Stored data entries
········
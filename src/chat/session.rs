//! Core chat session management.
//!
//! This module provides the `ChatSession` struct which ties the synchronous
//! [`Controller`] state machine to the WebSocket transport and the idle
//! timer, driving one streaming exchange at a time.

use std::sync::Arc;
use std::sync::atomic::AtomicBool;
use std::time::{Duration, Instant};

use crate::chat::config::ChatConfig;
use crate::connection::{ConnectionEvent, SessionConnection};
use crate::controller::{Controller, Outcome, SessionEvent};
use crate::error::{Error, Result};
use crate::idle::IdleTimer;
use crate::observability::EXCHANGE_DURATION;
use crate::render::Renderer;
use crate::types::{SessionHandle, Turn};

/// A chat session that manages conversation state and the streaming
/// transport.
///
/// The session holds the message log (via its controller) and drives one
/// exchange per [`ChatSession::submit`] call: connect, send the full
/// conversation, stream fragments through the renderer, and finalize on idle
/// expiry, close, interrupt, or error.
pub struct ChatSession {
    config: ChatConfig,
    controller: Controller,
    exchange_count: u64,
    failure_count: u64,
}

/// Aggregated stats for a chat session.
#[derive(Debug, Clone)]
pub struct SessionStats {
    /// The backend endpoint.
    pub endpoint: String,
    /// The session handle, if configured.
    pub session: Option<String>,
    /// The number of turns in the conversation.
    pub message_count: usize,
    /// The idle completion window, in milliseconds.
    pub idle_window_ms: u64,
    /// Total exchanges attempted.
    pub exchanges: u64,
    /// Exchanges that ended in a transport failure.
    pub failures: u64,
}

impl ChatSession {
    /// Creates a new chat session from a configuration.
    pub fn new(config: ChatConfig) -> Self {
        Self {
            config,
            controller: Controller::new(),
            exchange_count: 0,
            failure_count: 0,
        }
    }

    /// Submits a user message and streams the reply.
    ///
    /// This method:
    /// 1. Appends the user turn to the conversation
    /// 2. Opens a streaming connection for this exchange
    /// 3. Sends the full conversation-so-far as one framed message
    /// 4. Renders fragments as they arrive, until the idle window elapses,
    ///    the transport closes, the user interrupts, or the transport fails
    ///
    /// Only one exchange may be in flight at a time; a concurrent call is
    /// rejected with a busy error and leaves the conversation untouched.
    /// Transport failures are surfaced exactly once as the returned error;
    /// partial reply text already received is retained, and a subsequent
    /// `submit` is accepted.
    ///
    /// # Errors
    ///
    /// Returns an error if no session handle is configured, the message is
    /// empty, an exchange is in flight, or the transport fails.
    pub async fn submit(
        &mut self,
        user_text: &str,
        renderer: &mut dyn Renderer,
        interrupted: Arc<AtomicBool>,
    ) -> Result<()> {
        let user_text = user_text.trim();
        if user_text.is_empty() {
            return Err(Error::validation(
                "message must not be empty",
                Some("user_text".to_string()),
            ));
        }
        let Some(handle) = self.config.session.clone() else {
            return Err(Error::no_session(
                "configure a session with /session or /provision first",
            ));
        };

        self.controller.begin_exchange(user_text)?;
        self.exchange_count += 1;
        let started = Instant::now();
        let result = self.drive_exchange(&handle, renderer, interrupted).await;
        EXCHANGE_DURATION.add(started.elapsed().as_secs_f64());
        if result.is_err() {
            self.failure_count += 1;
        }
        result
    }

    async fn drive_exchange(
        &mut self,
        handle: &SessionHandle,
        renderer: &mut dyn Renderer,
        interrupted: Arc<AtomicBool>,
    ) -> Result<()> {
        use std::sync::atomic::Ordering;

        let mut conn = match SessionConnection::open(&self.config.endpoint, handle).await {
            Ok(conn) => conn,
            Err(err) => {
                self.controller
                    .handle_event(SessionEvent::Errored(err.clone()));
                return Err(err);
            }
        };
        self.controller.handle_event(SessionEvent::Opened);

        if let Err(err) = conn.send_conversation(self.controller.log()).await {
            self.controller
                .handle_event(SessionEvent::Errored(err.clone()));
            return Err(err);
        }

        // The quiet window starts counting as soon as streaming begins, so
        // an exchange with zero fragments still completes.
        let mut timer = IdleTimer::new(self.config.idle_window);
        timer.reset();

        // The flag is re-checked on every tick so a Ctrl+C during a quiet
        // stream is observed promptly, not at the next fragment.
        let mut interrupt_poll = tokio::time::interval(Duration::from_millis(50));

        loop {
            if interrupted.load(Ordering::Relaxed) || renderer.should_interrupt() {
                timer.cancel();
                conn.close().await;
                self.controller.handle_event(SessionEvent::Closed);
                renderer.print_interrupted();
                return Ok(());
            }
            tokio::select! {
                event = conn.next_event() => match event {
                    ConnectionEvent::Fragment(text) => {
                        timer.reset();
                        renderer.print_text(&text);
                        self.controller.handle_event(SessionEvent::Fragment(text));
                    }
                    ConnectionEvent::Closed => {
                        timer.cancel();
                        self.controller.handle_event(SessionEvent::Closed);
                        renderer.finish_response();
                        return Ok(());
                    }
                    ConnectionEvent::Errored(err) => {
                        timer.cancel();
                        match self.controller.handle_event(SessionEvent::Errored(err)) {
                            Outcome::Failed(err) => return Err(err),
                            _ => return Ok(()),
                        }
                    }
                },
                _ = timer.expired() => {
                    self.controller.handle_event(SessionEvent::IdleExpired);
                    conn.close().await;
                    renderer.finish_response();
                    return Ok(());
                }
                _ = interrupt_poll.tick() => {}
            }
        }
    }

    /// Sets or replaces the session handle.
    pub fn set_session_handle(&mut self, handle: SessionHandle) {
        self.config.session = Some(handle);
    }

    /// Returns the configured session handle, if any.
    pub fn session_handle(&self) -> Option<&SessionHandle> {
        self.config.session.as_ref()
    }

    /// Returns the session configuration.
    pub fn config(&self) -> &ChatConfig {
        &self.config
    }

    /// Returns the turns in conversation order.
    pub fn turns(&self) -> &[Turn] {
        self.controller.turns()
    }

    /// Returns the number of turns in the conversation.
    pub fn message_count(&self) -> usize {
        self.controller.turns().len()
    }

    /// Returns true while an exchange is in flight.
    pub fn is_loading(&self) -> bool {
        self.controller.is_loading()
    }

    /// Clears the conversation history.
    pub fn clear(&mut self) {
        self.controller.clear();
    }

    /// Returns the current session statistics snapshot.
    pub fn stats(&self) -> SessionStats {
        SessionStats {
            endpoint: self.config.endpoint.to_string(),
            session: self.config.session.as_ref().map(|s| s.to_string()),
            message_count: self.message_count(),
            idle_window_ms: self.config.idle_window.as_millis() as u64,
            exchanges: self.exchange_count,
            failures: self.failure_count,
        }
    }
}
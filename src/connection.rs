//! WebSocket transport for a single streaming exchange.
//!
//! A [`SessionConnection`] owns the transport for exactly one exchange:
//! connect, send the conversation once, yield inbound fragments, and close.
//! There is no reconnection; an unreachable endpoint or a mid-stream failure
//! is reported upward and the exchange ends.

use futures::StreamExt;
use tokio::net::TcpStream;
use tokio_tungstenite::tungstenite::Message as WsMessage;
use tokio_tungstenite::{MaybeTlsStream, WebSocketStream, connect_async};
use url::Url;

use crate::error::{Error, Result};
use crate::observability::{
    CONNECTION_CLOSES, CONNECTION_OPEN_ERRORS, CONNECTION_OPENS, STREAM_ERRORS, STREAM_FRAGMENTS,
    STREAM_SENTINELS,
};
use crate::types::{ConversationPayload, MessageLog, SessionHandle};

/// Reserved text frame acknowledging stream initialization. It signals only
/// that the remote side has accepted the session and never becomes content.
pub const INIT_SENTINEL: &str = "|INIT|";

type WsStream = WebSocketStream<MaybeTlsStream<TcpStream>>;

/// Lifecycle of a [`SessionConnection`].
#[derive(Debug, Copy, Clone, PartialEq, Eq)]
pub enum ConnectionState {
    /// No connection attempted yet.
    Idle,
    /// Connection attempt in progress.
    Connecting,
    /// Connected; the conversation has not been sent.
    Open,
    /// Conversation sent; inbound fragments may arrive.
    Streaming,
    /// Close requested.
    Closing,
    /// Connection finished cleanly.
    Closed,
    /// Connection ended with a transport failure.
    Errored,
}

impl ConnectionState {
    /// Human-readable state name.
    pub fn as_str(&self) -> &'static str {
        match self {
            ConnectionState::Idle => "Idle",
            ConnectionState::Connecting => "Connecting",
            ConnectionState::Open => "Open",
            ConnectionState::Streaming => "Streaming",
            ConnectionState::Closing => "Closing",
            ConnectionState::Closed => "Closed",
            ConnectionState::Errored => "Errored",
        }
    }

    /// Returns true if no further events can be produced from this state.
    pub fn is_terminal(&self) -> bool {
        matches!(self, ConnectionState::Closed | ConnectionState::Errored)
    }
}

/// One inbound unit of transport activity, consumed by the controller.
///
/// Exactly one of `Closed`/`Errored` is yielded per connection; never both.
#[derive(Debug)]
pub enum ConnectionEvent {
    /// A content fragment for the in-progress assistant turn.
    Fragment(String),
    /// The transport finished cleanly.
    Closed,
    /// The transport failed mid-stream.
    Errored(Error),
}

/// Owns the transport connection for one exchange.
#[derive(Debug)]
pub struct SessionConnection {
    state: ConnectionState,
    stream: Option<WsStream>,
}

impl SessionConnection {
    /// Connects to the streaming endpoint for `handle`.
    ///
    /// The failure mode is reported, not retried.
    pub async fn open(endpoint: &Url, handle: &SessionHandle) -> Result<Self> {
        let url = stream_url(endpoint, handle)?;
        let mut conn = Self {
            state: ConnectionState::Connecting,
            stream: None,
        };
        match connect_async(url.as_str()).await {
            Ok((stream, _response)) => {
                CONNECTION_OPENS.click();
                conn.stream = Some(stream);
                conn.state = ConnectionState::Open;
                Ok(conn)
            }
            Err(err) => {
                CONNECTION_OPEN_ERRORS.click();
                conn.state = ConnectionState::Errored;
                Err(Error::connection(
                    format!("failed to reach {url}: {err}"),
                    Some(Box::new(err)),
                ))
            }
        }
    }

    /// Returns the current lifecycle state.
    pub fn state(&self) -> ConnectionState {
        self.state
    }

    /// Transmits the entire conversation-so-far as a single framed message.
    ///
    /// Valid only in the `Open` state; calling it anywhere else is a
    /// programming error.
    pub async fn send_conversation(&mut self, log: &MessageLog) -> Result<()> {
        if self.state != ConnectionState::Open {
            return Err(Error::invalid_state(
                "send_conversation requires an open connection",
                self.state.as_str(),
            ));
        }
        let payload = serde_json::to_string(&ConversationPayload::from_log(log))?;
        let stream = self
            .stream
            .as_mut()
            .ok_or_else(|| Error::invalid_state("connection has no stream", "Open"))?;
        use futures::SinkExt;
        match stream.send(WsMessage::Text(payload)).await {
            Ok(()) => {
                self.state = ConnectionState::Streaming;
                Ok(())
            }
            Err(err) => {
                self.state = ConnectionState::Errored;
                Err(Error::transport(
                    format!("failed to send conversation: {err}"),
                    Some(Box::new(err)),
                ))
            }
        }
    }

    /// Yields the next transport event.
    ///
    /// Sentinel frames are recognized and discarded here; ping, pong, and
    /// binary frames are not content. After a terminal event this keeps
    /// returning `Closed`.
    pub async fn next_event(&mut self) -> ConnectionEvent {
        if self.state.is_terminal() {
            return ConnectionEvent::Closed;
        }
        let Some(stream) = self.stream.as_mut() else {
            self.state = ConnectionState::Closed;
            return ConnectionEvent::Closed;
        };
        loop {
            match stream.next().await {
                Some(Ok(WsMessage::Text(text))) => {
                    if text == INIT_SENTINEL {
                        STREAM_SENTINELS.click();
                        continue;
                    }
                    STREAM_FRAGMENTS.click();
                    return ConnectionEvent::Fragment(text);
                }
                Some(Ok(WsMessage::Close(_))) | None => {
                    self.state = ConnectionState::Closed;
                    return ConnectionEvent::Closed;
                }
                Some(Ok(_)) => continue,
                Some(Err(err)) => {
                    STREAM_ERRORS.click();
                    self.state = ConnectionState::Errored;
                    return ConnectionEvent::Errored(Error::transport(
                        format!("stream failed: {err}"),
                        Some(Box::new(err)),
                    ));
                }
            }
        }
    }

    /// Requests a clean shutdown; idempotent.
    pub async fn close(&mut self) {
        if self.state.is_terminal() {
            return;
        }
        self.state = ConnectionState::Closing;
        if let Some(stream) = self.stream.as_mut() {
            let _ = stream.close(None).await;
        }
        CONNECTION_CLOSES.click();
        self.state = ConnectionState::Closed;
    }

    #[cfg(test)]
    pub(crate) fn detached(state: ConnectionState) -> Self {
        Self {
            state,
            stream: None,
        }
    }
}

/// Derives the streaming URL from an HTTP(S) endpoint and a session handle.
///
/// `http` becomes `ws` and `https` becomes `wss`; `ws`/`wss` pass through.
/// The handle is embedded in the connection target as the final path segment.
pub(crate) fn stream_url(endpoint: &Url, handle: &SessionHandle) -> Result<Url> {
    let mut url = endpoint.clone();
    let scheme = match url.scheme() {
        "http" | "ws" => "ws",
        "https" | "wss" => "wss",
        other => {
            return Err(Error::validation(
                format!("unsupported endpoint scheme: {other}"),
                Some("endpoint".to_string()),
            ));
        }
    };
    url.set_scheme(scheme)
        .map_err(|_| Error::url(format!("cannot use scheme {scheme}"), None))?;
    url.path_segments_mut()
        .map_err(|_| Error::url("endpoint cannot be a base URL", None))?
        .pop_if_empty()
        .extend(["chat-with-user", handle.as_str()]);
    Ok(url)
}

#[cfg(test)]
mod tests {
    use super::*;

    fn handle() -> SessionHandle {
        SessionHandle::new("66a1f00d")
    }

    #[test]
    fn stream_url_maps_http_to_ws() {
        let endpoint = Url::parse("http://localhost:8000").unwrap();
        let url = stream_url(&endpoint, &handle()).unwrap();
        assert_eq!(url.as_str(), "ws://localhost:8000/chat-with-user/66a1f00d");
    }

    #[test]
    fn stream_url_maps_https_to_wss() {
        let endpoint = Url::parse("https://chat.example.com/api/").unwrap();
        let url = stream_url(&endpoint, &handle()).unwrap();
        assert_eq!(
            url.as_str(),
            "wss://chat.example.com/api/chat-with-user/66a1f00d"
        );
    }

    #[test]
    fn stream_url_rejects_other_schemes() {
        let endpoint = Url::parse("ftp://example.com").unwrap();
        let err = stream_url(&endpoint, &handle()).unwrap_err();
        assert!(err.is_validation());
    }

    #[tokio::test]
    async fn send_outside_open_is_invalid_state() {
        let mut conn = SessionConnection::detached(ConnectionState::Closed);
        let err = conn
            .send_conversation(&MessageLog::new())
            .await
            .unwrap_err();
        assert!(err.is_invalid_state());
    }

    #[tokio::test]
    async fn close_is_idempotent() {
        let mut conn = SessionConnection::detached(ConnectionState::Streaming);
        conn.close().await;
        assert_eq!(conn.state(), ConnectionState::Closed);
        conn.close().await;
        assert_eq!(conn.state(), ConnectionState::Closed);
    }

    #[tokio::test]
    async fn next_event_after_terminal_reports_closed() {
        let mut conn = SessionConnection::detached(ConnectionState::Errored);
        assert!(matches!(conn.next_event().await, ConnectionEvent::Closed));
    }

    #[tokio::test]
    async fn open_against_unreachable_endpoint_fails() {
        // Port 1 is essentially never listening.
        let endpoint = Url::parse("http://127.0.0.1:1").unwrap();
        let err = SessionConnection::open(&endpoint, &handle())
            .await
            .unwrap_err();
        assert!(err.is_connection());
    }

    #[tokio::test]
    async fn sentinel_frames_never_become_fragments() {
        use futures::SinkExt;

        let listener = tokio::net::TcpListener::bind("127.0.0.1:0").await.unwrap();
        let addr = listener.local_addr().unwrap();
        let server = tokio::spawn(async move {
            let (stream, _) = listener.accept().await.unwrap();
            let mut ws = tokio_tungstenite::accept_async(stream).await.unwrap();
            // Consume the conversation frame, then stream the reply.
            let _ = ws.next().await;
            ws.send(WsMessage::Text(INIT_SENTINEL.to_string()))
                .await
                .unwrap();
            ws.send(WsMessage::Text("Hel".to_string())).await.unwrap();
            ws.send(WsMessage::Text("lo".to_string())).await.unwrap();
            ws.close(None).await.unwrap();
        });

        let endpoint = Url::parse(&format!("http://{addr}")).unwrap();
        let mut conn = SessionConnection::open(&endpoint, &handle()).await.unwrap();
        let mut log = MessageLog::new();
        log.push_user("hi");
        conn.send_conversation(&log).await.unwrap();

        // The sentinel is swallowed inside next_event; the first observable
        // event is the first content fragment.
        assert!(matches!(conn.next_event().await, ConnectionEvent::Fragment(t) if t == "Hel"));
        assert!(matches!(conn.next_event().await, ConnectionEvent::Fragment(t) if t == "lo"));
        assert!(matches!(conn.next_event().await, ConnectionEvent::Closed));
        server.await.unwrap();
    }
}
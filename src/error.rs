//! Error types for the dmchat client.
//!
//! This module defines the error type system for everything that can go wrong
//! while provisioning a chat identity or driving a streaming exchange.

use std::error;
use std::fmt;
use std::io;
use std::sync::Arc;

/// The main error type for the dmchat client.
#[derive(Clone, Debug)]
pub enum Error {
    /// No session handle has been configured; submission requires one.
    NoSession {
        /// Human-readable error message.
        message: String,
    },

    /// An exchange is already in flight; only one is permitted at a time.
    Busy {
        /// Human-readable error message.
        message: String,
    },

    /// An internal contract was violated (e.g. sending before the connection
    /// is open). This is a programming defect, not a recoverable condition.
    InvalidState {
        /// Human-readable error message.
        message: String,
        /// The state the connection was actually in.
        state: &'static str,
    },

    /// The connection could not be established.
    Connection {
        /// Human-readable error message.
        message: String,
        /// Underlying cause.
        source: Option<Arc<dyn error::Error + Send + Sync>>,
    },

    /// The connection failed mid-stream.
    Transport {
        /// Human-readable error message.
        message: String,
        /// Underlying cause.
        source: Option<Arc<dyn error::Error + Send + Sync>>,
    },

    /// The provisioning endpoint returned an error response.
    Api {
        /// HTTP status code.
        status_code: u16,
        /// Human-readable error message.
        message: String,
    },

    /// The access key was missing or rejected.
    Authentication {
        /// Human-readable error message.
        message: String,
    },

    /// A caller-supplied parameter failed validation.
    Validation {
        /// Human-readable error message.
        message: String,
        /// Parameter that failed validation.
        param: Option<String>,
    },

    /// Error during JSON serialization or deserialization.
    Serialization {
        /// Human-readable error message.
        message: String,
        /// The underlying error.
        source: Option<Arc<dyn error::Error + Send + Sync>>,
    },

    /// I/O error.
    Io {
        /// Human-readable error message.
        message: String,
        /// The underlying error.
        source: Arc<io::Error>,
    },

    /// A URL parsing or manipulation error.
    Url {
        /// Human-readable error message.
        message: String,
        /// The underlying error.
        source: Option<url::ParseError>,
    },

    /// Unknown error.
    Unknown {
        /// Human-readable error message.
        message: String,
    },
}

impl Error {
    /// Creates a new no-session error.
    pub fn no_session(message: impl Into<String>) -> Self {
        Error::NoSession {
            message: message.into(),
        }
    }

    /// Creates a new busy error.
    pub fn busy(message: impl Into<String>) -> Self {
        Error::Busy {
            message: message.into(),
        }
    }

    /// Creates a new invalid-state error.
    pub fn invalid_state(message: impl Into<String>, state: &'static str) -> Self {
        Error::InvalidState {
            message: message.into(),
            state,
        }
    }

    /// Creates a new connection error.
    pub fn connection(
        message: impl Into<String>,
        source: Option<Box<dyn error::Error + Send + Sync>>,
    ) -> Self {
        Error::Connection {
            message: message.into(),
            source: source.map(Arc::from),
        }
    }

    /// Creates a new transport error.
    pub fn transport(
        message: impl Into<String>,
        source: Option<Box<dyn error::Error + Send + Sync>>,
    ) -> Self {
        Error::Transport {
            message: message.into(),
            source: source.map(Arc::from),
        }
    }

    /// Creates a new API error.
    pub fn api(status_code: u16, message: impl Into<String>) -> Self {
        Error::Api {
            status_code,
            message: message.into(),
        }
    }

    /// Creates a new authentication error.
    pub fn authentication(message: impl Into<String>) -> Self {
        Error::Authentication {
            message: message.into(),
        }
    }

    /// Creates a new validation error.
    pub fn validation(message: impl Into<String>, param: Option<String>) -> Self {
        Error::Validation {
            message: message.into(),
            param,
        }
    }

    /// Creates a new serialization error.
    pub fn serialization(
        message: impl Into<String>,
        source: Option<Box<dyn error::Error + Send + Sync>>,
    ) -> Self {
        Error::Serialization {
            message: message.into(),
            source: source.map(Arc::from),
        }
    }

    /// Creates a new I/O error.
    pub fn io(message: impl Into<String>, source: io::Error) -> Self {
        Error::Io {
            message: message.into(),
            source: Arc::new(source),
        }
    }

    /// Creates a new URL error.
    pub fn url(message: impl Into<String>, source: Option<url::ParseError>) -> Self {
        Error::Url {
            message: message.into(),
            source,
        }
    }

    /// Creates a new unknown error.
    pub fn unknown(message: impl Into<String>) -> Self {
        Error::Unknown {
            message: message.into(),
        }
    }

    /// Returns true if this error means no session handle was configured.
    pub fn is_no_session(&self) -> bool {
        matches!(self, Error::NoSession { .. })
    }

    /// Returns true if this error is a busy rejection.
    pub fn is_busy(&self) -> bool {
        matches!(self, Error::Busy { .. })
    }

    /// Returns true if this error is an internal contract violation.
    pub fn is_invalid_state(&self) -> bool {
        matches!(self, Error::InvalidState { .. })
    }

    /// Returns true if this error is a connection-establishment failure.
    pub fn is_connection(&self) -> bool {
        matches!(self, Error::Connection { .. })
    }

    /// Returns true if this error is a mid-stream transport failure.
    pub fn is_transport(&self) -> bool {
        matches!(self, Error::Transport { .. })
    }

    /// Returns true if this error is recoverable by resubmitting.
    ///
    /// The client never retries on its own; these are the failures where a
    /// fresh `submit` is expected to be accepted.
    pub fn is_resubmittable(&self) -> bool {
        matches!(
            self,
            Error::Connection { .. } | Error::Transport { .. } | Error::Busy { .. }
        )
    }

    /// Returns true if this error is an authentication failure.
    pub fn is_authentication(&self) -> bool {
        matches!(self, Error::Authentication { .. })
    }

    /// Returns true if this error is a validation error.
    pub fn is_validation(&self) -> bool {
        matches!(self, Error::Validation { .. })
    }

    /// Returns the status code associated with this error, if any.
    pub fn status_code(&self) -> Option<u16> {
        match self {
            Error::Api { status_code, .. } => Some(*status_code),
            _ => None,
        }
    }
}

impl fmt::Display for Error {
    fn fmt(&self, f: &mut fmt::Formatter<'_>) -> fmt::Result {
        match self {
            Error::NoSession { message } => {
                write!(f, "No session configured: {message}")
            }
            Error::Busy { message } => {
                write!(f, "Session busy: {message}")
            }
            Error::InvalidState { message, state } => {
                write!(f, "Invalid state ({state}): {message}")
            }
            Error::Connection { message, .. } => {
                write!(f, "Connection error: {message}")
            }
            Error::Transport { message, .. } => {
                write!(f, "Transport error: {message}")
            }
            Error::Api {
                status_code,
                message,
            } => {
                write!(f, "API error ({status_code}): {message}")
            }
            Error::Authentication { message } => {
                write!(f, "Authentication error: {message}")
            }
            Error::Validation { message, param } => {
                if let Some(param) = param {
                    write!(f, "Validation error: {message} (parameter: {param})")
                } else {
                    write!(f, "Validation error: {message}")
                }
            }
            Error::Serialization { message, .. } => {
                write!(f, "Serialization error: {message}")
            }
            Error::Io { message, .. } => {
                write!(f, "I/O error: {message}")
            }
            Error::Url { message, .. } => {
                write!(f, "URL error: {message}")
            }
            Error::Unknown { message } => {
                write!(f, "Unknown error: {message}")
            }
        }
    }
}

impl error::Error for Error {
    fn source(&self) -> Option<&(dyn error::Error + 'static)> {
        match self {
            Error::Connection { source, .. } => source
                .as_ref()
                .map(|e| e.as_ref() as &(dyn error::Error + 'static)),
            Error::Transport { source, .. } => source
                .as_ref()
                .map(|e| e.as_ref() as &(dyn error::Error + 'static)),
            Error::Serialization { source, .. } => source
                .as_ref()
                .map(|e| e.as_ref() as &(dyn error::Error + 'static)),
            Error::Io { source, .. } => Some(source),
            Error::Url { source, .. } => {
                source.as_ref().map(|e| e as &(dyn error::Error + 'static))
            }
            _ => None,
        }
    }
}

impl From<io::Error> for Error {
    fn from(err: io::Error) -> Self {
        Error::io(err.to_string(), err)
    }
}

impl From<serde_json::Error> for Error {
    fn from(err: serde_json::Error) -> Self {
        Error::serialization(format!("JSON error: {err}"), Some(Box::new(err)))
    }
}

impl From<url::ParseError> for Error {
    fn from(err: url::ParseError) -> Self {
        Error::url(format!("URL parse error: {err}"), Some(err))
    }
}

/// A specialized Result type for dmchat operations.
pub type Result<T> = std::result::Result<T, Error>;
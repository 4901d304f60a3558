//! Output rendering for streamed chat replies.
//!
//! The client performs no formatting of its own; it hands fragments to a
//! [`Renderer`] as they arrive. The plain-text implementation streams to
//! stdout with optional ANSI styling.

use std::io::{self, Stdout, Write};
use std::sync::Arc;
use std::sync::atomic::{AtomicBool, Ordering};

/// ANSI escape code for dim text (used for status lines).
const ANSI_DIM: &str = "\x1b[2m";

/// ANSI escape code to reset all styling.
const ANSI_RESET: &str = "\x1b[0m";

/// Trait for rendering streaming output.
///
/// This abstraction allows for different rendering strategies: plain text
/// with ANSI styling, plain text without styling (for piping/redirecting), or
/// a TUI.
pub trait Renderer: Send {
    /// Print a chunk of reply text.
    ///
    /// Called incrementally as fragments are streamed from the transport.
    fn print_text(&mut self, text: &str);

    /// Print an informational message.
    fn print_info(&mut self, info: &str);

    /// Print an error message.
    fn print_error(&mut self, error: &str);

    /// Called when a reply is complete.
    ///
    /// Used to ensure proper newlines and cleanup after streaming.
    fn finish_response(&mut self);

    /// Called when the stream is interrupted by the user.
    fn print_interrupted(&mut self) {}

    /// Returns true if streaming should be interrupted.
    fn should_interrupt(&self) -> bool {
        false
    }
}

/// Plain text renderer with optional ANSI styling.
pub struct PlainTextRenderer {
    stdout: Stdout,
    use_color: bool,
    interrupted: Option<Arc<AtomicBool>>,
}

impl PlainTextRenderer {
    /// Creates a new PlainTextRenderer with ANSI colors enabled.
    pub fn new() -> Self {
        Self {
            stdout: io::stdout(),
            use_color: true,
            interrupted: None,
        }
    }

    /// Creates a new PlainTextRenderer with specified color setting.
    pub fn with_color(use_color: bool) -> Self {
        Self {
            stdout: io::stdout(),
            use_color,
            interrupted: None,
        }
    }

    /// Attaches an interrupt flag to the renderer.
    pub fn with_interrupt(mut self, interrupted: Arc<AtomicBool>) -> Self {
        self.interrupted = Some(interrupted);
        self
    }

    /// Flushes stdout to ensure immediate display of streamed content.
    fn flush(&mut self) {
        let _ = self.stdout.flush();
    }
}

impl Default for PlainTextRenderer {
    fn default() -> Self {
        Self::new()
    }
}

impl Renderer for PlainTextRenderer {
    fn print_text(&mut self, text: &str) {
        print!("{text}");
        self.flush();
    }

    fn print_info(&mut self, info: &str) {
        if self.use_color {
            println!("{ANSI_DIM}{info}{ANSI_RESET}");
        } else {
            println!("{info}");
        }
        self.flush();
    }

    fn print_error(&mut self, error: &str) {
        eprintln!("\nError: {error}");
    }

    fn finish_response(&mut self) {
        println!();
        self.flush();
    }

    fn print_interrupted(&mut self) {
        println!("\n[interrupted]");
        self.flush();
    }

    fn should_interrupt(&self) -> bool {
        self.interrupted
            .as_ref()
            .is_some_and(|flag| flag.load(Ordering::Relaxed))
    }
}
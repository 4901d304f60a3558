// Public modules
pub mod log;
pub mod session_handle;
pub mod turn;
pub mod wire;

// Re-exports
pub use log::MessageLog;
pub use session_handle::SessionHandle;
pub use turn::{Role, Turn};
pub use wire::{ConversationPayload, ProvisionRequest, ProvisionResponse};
········
Beginning at the line above that contains "finalize on idle", return each line exactly through the line that contains "the transport fails.", and no others.

/// conversation, stream fragments through the renderer, and finalize on idle
/// expiry, close, interrupt, or error.
pub struct ChatSession {
    config: ChatConfig,
    controller: Controller,
    exchange_count: u64,
    failure_count: u64,
}

/// Aggregated stats for a chat session.
#[derive(Debug, Clone)]
pub struct SessionStats {
    /// The backend endpoint.
    pub endpoint: String,
    /// The session handle, if configured.
    pub session: Option<String>,
    /// The number of turns in the conversation.
    pub message_count: usize,
    /// The idle completion window, in milliseconds.
    pub idle_window_ms: u64,
    /// Total exchanges attempted.
    pub exchanges: u64,
    /// Exchanges that ended in a transport failure.
    pub failures: u64,
}

impl ChatSession {
    /// Creates a new chat session from a configuration.
    pub fn new(config: ChatConfig) -> Self {
        Self {
            config,
            controller: Controller::new(),
            exchange_count: 0,
            failure_count: 0,
        }
    }

    /// Submits a user message and streams the reply.
    ///
    /// This method:
    /// 1. Appends the user turn to the conversation
    /// 2. Opens a streaming connection for this exchange
    /// 3. Sends the full conversation-so-far as one framed message
    /// 4. Renders fragments as they arrive, until the idle window elapses,
    ///    the transport closes, the user interrupts, or the transport fails
    ///
    /// Only one exchange may be in flight at a time; a concurrent call is
    /// rejected with a busy error and leaves the conversation untouched.
    /// Transport failures are surfaced exactly once as the returned error;
    /// partial reply text already received is retained, and a subsequent
    /// `submit` is accepted.
    ///
    /// # Errors
    ///
    /// Returns an error if no session handle is configured, the message is
    /// empty, an exchange is in flight, or the transport fails.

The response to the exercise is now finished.